CEO: Suresh Vasudevan
New Funding: $40.7 million
Round: E
Backers: Accel Partners, Lightspeed Venture Partners, Sequoia Capital, Artis Capital Management, GGV Capital
Nimble Storage said during the announcement of its most recent funding round something observers of its technology have been saying for a while: it's headed for an initial public offering (IPO). Nimble's game is the integration of high-performance flash storage technology with high-capacity hard disk drives.
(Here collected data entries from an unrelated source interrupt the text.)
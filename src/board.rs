//! Board state: fleet placement, shot resolution and the render grid.

use alloc::vec::Vec;
use core::fmt;

use crate::bitboard::CellSet;
use crate::common::{BoardError, ShotOutcome};
use crate::config::DEFAULT_BOARD_SIZE;
use crate::coordinate::Coordinate;
use crate::ship::Ship;

/// Offsets covering a cell and its eight neighbours.
const NEIGHBOURHOOD: [(i32, i32); 9] = [
    (-1, -1),
    (-1, 0),
    (-1, 1),
    (0, -1),
    (0, 0),
    (0, 1),
    (1, -1),
    (1, 0),
    (1, 1),
];

/// What a renderer should draw in a cell.
#[derive(Debug, Clone, Copy, PartialEq, Eq, Hash)]
#[cfg_attr(feature = "std", derive(serde::Serialize, serde::Deserialize))]
pub enum CellState {
    Empty,
    Ship,
    Hit,
    Miss,
    /// Known empty because it borders a sunk ship.
    Cleared,
}

/// One player's grid and fleet.
///
/// Placement and play track occupancy in two separate sets: `reserved` holds
/// ship cells and their buffer zone, `targeted` holds every cell fired at or
/// cleared around a sunk ship.
#[derive(Clone)]
pub struct Board {
    size: usize,
    cells: Vec<CellState>,
    reserved: CellSet,
    targeted: CellSet,
    ships: Vec<Ship>,
    destroyed: usize,
    hidden: bool,
}

impl Board {
    /// Create an empty `size×size` board.
    pub fn new(size: usize) -> Result<Self, BoardError> {
        let reserved = CellSet::try_new(size)?;
        Ok(Board {
            size,
            cells: alloc::vec![CellState::Empty; size * size],
            reserved,
            targeted: reserved,
            ships: Vec::new(),
            destroyed: 0,
            hidden: false,
        })
    }

    pub fn size(&self) -> usize {
        self.size
    }

    /// Whether ship cells should be drawn as empty water.
    pub fn hidden(&self) -> bool {
        self.hidden
    }

    pub fn set_hidden(&mut self, hidden: bool) {
        self.hidden = hidden;
    }

    /// Fleet in placement order.
    pub fn ships(&self) -> &[Ship] {
        &self.ships
    }

    /// Number of ships sunk so far.
    pub fn destroyed_count(&self) -> usize {
        self.destroyed
    }

    /// Number of ships still afloat.
    pub fn remaining_ships(&self) -> usize {
        self.ships.len() - self.destroyed
    }

    /// True iff `coord` lies outside `[0, size)` on either axis.
    pub fn is_out_of_bounds(&self, coord: Coordinate) -> bool {
        let n = self.size as i64;
        let (r, c) = (coord.row as i64, coord.col as i64);
        !(0 <= r && r < n && 0 <= c && c < n)
    }

    /// Render state of `coord`, or `None` off the grid.
    pub fn cell(&self, coord: Coordinate) -> Option<CellState> {
        self.index(coord).map(|i| self.cells[i])
    }

    /// Whether `coord` is a ship cell or in a ship's buffer zone.
    pub fn is_reserved(&self, coord: Coordinate) -> bool {
        self.reserved.contains(coord)
    }

    /// Whether a shot at `coord` would be rejected as a repeat.
    pub fn is_targeted(&self, coord: Coordinate) -> bool {
        self.targeted.contains(coord)
    }

    /// In-bounds cells that can still be fired at, row-major.
    pub fn untargeted_cells(&self) -> impl Iterator<Item = Coordinate> + '_ {
        let n = self.size as i32;
        (0..n)
            .flat_map(move |r| (0..n).map(move |c| Coordinate::new(r, c)))
            .filter(move |c| !self.targeted.contains(*c))
    }

    /// Mark the 3×3 neighbourhood of every cell of `ship`.
    ///
    /// With `mark_visible == false` the cells are reserved so later ships
    /// cannot touch this one. With `mark_visible == true` they join the
    /// targeting memory and are drawn as cleared; this is how a sunk ship
    /// reveals its perimeter. Cells already in the chosen set are left alone.
    pub fn compute_adjacency(&mut self, ship: &Ship, mark_visible: bool) {
        for cell in ship.cells() {
            for (dr, dc) in NEIGHBOURHOOD {
                let Some(cur) = cell.checked_offset(dr, dc) else {
                    continue;
                };
                let Some(idx) = self.index(cur) else {
                    continue;
                };
                let set = if mark_visible {
                    &mut self.targeted
                } else {
                    &mut self.reserved
                };
                if set.insert(cur) && mark_visible {
                    self.cells[idx] = CellState::Cleared;
                }
            }
        }
    }

    /// Place `ship`, reserving its cells and buffer zone.
    pub fn add_ship(&mut self, ship: Ship) -> Result<(), BoardError> {
        if ship.length() == 0
            || ship.length() > self.size
            || ship.cells().len() < ship.length()
        {
            return Err(BoardError::InvalidPlacement);
        }
        if ship
            .cells()
            .any(|c| self.is_out_of_bounds(c) || self.reserved.contains(c))
        {
            return Err(BoardError::InvalidPlacement);
        }
        for c in ship.cells() {
            if let Some(idx) = self.index(c) {
                self.cells[idx] = CellState::Ship;
            }
            self.reserved.set(c)?;
        }
        self.ships.push(ship);
        self.compute_adjacency(&ship, false);
        log::trace!("placed {:?}", ship);
        Ok(())
    }

    /// Forget every targeted cell. Marks the switch from placement to play.
    pub fn reset_targeting_memory(&mut self) {
        self.targeted.clear_all();
    }

    /// Fire at `coord`.
    pub fn shot(&mut self, coord: Coordinate) -> Result<ShotOutcome, BoardError> {
        let Some(idx) = self.index(coord) else {
            return Err(BoardError::OutOfBounds(coord));
        };
        if self.targeted.contains(coord) {
            return Err(BoardError::AlreadyTargeted(coord));
        }
        self.targeted.set(coord)?;

        let Some(pos) = self.ships.iter().position(|s| s.is_hit_by(coord)) else {
            self.cells[idx] = CellState::Miss;
            log::trace!("shot at ({}, {}) missed", coord.row, coord.col);
            return Ok(ShotOutcome::Miss);
        };

        self.cells[idx] = CellState::Hit;
        if self.ships[pos].register_hit() {
            self.destroyed += 1;
            let ship = self.ships[pos];
            self.compute_adjacency(&ship, true);
            log::debug!(
                "ship {:?} sunk, {} of {} destroyed",
                ship,
                self.destroyed,
                self.ships.len()
            );
            Ok(ShotOutcome::Sunk)
        } else {
            Ok(ShotOutcome::Hit)
        }
    }

    /// True once every ship has been sunk.
    pub fn is_defeated(&self) -> bool {
        self.destroyed == self.ships.len()
    }

    #[inline]
    fn index(&self, coord: Coordinate) -> Option<usize> {
        if self.is_out_of_bounds(coord) {
            None
        } else {
            Some(coord.row as usize * self.size + coord.col as usize)
        }
    }
}

impl Default for Board {
    /// Empty board of the default size.
    fn default() -> Self {
        let reserved = CellSet::empty(DEFAULT_BOARD_SIZE);
        Board {
            size: DEFAULT_BOARD_SIZE,
            cells: alloc::vec![CellState::Empty; DEFAULT_BOARD_SIZE * DEFAULT_BOARD_SIZE],
            reserved,
            targeted: reserved,
            ships: Vec::new(),
            destroyed: 0,
            hidden: false,
        }
    }
}

impl fmt::Debug for Board {
    fn fmt(&self, f: &mut fmt::Formatter<'_>) -> fmt::Result {
        writeln!(
            f,
            "Board {{\n  size: {},\n  reserved: {:?},\n  targeted: {:?},\n  destroyed: {},\n  ships: {:?}\n}}",
            self.size, self.reserved, self.targeted, self.destroyed, self.ships
        )
    }
}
Nimble's CASL architecture enables storage arrays with up to 36 terabytes of raw capacity, with dynamic caching, scale-out clustering and plenty of other bells and whistles.
Square
HQ: San Francisco
CEO: Jack Dorsey
New Funding: $200 million
Round: D
Backers: Citi Ventures, Rizvi Traverse Management, Starbucks Coffee Company, others
Talk about growth: mobile payments provider Square said it now has more than 400 employees and is processing over $8 billion in payments on an annualized basis, up from 150 employees and $1 billion less than a year earlier. It's also got plenty of cash thanks to this $200 million infusion, and a rock-star deal to be the payments provider of choice for some 7,000 U.S. Starbucks locations starting this fall. Goodbye, cash register?
Thinking Phone Networks
HQ: Cambridge, Mass.
CEO: Steven Kokinos
New Funding: $16.5 million
Round: B
Backers: Advanced Technology Ventures, Bessemer Venture Partners, others
It's an exciting time for hosted communications services providers like Thinking Phone, which are getting great notices from the likes of Gartner and other researchers and have also become a hot area for both VC investment and for acquisition (see ShoreTel's pickup of M5 Networks earlier this year). Thinking Phone offers a multitenant cloud platform for serving fixed and mobile communications needs, and it can also integrate with custom and "off-the-shelf" third-party applications such as CRM and ERP. The company's nascent channel efforts are also growing fast, and it recently brought on telecom channel veteran Rob Shelby, known for his work as Masergy, Mcleod USA and Allegiance Telecom, as its regional vice president, channel sales.
Zendesk
HQ: San Francisco
CEO: Mikkel Svane
New Funding: $60 million
Round: D
Backers: Redpoint Ventures, Index Ventures, GGV Capital, Goldman Sachs, Charles River Ventures, Benchmark Capital, Matrix Partners, Silicon Valley Bank
Zendesk provides cloud-based customer service software -- helpdesk in the cloud, as it's referred to colloquially -- and has more than 20,000 customers, according to the company. According to Zendesk, its monthly recurring revenues have grown about 500 percent since November 2010, the last time it took in VC money.